— Records provided —
use chrono::Utc;
use sqlx::SqlitePool;
use tracing::info;

use crate::db::{events, repository};
use crate::error::AppError;
use crate::models::{Milestone, SourceType, ToggleResult};
use crate::services::reconciler::{deadline_status, milestone_status};
use crate::services::require_id;

#[derive(Clone)]
pub struct ProgressService {
    db: SqlitePool,
}

impl ProgressService {
    pub fn new(db: SqlitePool) -> Self {
        Self { db }
    }

    /// Flips a milestone's completion and rewrites the owning assignment's
    /// progress, all in one transaction. The derived calendar events follow:
    /// the milestone's event tracks its flag, the deadline event is completed
    /// exactly when progress reaches 100.
    pub async fn toggle(&self, milestone_id: &str, user_id: &str) -> Result<ToggleResult, AppError> {
        require_id("milestone_id", milestone_id)?;
        require_id("user_id", user_id)?;

        let mut tx = self.db.begin().await?;

        let mut milestone = repository::find_milestone_tx(&mut tx, milestone_id)
            .await?
            .ok_or(AppError::NotFound)?;
        let mut assignment = match repository::find_assignment_tx(&mut tx, &milestone.assignment_id).await? {
            Some(a) if a.user_id == user_id => a,
            _ => return Err(AppError::NotFound),
        };

        let now = Utc::now().to_rfc3339();
        milestone.completed = !milestone.completed;
        milestone.updated_at = now.clone();
        repository::set_milestone_completed_tx(&mut tx, &milestone.id, milestone.completed, &now).await?;

        let siblings = repository::fetch_milestones_tx(&mut tx, &assignment.id).await?;
        let progress = compute_progress(&siblings);
        repository::set_assignment_progress_tx(&mut tx, &assignment.id, progress, &now).await?;
        assignment.progress_percent = progress;

        events::set_status_by_source_tx(
            &mut tx,
            user_id,
            SourceType::Milestone,
            &milestone.id,
            milestone_status(&milestone),
        )
        .await?;
        events::set_status_by_source_tx(
            &mut tx,
            user_id,
            SourceType::AssignmentDeadline,
            &assignment.id,
            deadline_status(&assignment),
        )
        .await?;

        tx.commit().await?;

        info!(
            "milestone {} completed={} -> assignment {} progress {}%",
            milestone.id, milestone.completed, assignment.id, progress
        );
        Ok(ToggleResult {
            milestone,
            assignment_progress: progress,
        })
    }
}

/// `round(100 * completed weight / total weight)`, clamped to 0..=100.
/// An assignment without milestones (or with no positive weight) is at 0.
pub fn compute_progress(milestones: &[Milestone]) -> i64 {
    let (done, total) = milestones
        .iter()
        .filter(|m| m.weight.is_finite() && m.weight > 0.0)
        .fold((0.0_f64, 0.0_f64), |(done, total), m| {
            let done = if m.completed { done + m.weight } else { done };
            (done, total + m.weight)
        });

    if total <= 0.0 {
        return 0;
    }
    ((100.0 * done / total).round() as i64).clamp(0, 100)
}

— Task to carry out —
Exact reproduction of all the material is needed.

— Result of the task —
use chrono::Utc;
use sqlx::SqlitePool;
use tracing::info;

use crate::db::{events, repository};
use crate::error::AppError;
use crate::models::{Milestone, SourceType, ToggleResult};
use crate::services::reconciler::{deadline_status, milestone_status};
use crate::services::require_id;

#[derive(Clone)]
pub struct ProgressService {
    db: SqlitePool,
}

impl ProgressService {
    pub fn new(db: SqlitePool) -> Self {
        Self { db }
    }

    /// Flips a milestone's completion and rewrites the owning assignment's
    /// progress, all in one transaction. The derived calendar events follow:
    /// the milestone's event tracks its flag, the deadline event is completed
    /// exactly when progress reaches 100.
    pub async fn toggle(&self, milestone_id: &str, user_id: &str) -> Result<ToggleResult, AppError> {
        require_id("milestone_id", milestone_id)?;
        require_id("user_id", user_id)?;

        let mut tx = self.db.begin().await?;

        let mut milestone = repository::find_milestone_tx(&mut tx, milestone_id)
            .await?
            .ok_or(AppError::NotFound)?;
        let mut assignment = match repository::find_assignment_tx(&mut tx, &milestone.assignment_id).await? {
            Some(a) if a.user_id == user_id => a,
            _ => return Err(AppError::NotFound),
        };

        let now = Utc::now().to_rfc3339();
        milestone.completed = !milestone.completed;
        milestone.updated_at = now.clone();
        repository::set_milestone_completed_tx(&mut tx, &milestone.id, milestone.completed, &now).await?;

        let siblings = repository::fetch_milestones_tx(&mut tx, &assignment.id).await?;
        let progress = compute_progress(&siblings);
        repository::set_assignment_progress_tx(&mut tx, &assignment.id, progress, &now).await?;
        assignment.progress_percent = progress;

        events::set_status_by_source_tx(
            &mut tx,
            user_id,
            SourceType::Milestone,
            &milestone.id,
            milestone_status(&milestone),
        )
        .await?;
        events::set_status_by_source_tx(
            &mut tx,
            user_id,
            SourceType::AssignmentDeadline,
            &assignment.id,
            deadline_status(&assignment),
        )
        .await?;

        tx.commit().await?;

        info!(
            "milestone {} completed={} -> assignment {} progress {}%",
            milestone.id, milestone.completed, assignment.id, progress
        );
        Ok(ToggleResult {
            milestone,
            assignment_progress: progress,
        })
    }
}

/// `round(100 * completed weight / total weight)`, clamped to 0..=100.
/// An assignment without milestones (or with no positive weight) is at 0.
pub fn compute_progress(milestones: &[Milestone]) -> i64 {
    let (done, total) = milestones
        .iter()
        .filter(|m| m.weight.is_finite() && m.weight > 0.0)
        .fold((0.0_f64, 0.0_f64), |(done, total), m| {
            let done = if m.completed { done + m.weight } else { done };
            (done, total + m.weight)
        });

    if total <= 0.0 {
        return 0;
    }
    ((100.0 * done / total).round() as i64).clamp(0, 100)
}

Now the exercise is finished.